» PROVIDED RECORDS:
════════════════

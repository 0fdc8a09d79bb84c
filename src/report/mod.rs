//! Batch reports.
//!
//! A [`Report`] is a read-only view over the store: where each batch
//! stands on the ladder and the refined records it holds, with the
//! derived times a reader cares about.

mod generator;

pub use generator::{generate_json_report, generate_markdown_report, generate_status_table};

use crate::analysis::passes::DEFAULT_WEIGHTS;
use crate::analysis::profile::DURATION_BUCKETS;
use crate::analysis::{BoundedValue, DurationProfile, PassLadder};
use crate::models::{Batch, BatchState, ExposureRecord};
use chrono::{DateTime, NaiveDate, Utc};
use serde::Serialize;
use std::path::PathBuf;

/// Report metadata.
#[derive(Debug, Clone, Serialize)]
#[serde(rename_all = "camelCase")]
pub struct ReportMetadata {
    pub generated_at: DateTime<Utc>,
    #[serde(skip_serializing_if = "Option::is_none")]
    pub store: Option<PathBuf>,
    /// Cutoff pairs of the ladder, in pass order.
    pub ladder: Vec<(u8, u8)>,
    pub batches: usize,
    pub complete_batches: usize,
    pub total_exposures: usize,
}

/// One refined exposure with its derived times.
#[derive(Debug, Clone, Serialize)]
#[serde(rename_all = "camelCase")]
pub struct ExposureSummary {
    pub day: NaiveDate,
    pub profile: DurationProfile,
    pub duration: BoundedValue,
    /// Minutes in the low and medium attenuation buckets.
    pub close_time: BoundedValue,
    /// Duration not spent close; unknown until the close time is exact.
    pub far_time: BoundedValue,
    pub weighted_time: BoundedValue,
    #[serde(skip_serializing_if = "Option::is_none")]
    pub classified_level: Option<u32>,
    pub attenuation_value: u32,
    pub total_risk_score: u32,
    pub pass_count: usize,
}

impl ExposureSummary {
    pub fn from_record(record: &ExposureRecord, weights: &[u32; DURATION_BUCKETS]) -> Self {
        let close_time = record.profile.close_time();

        Self {
            day: record.date.date_naive(),
            profile: record.profile,
            duration: record.duration,
            close_time,
            far_time: record.duration.subtract(close_time),
            weighted_time: record.profile.weighted_time(weights),
            classified_level: record.classified_level,
            attenuation_value: record.attenuation_value,
            total_risk_score: record.total_risk_score,
            pass_count: record.pass_count,
        }
    }
}

/// One batch and its records.
#[derive(Debug, Clone, Serialize)]
#[serde(rename_all = "camelCase")]
pub struct BatchReport {
    pub user_name: String,
    pub transmission_risk_level: u8,
    pub date_keys_sent: DateTime<Utc>,
    pub keys: usize,
    pub state: BatchState,
    pub passes_done: usize,
    pub passes_total: usize,
    pub exposures: Vec<ExposureSummary>,
}

impl BatchReport {
    pub fn from_batch(
        batch: &Batch,
        ladder: &PassLadder,
        weights: &[u32; DURATION_BUCKETS],
    ) -> Self {
        let passes_total = Batch::required_passes(ladder.len());

        Self {
            user_name: batch.user_name.clone(),
            transmission_risk_level: batch.transmission_risk_level,
            date_keys_sent: batch.date_keys_sent,
            keys: batch.keys.len(),
            state: batch.state(ladder.len()),
            passes_done: batch.analysis_passes.min(passes_total),
            passes_total,
            exposures: batch
                .exposures
                .values()
                .map(|r| ExposureSummary::from_record(r, weights))
                .collect(),
        }
    }
}

/// Complete report over the store.
#[derive(Debug, Clone, Serialize)]
pub struct Report {
    pub metadata: ReportMetadata,
    pub batches: Vec<BatchReport>,
}

impl Report {
    /// Build a report; the classification weights are those of the last pass.
    pub fn build(batches: &[Batch], ladder: &PassLadder, store: Option<PathBuf>) -> Self {
        let weights = ladder
            .passes()
            .last()
            .map(|p| p.weights)
            .unwrap_or(DEFAULT_WEIGHTS);

        let batches: Vec<BatchReport> = batches
            .iter()
            .map(|b| BatchReport::from_batch(b, ladder, &weights))
            .collect();

        let metadata = ReportMetadata {
            generated_at: Utc::now(),
            store,
            ladder: ladder
                .passes()
                .iter()
                .map(|p| (p.low_cutoff, p.high_cutoff))
                .collect(),
            batches: batches.len(),
            complete_batches: batches
                .iter()
                .filter(|b| b.state == BatchState::Complete)
                .count(),
            total_exposures: batches.iter().map(|b| b.exposures.len()).sum(),
        };

        Self { metadata, batches }
    }
}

════════════════

» TASK BRIEF:
Would you show each line of the listing above that has the string "Self"?

» THE ANSWER:
    pub fn from_record(record: &ExposureRecord, weights: &[u32; DURATION_BUCKETS]) -> Self {
        Self {
    ) -> Self {
        Self {
    pub fn build(batches: &[Batch], ladder: &PassLadder, store: Option<PathBuf>) -> Self {
        Self { metadata, batches }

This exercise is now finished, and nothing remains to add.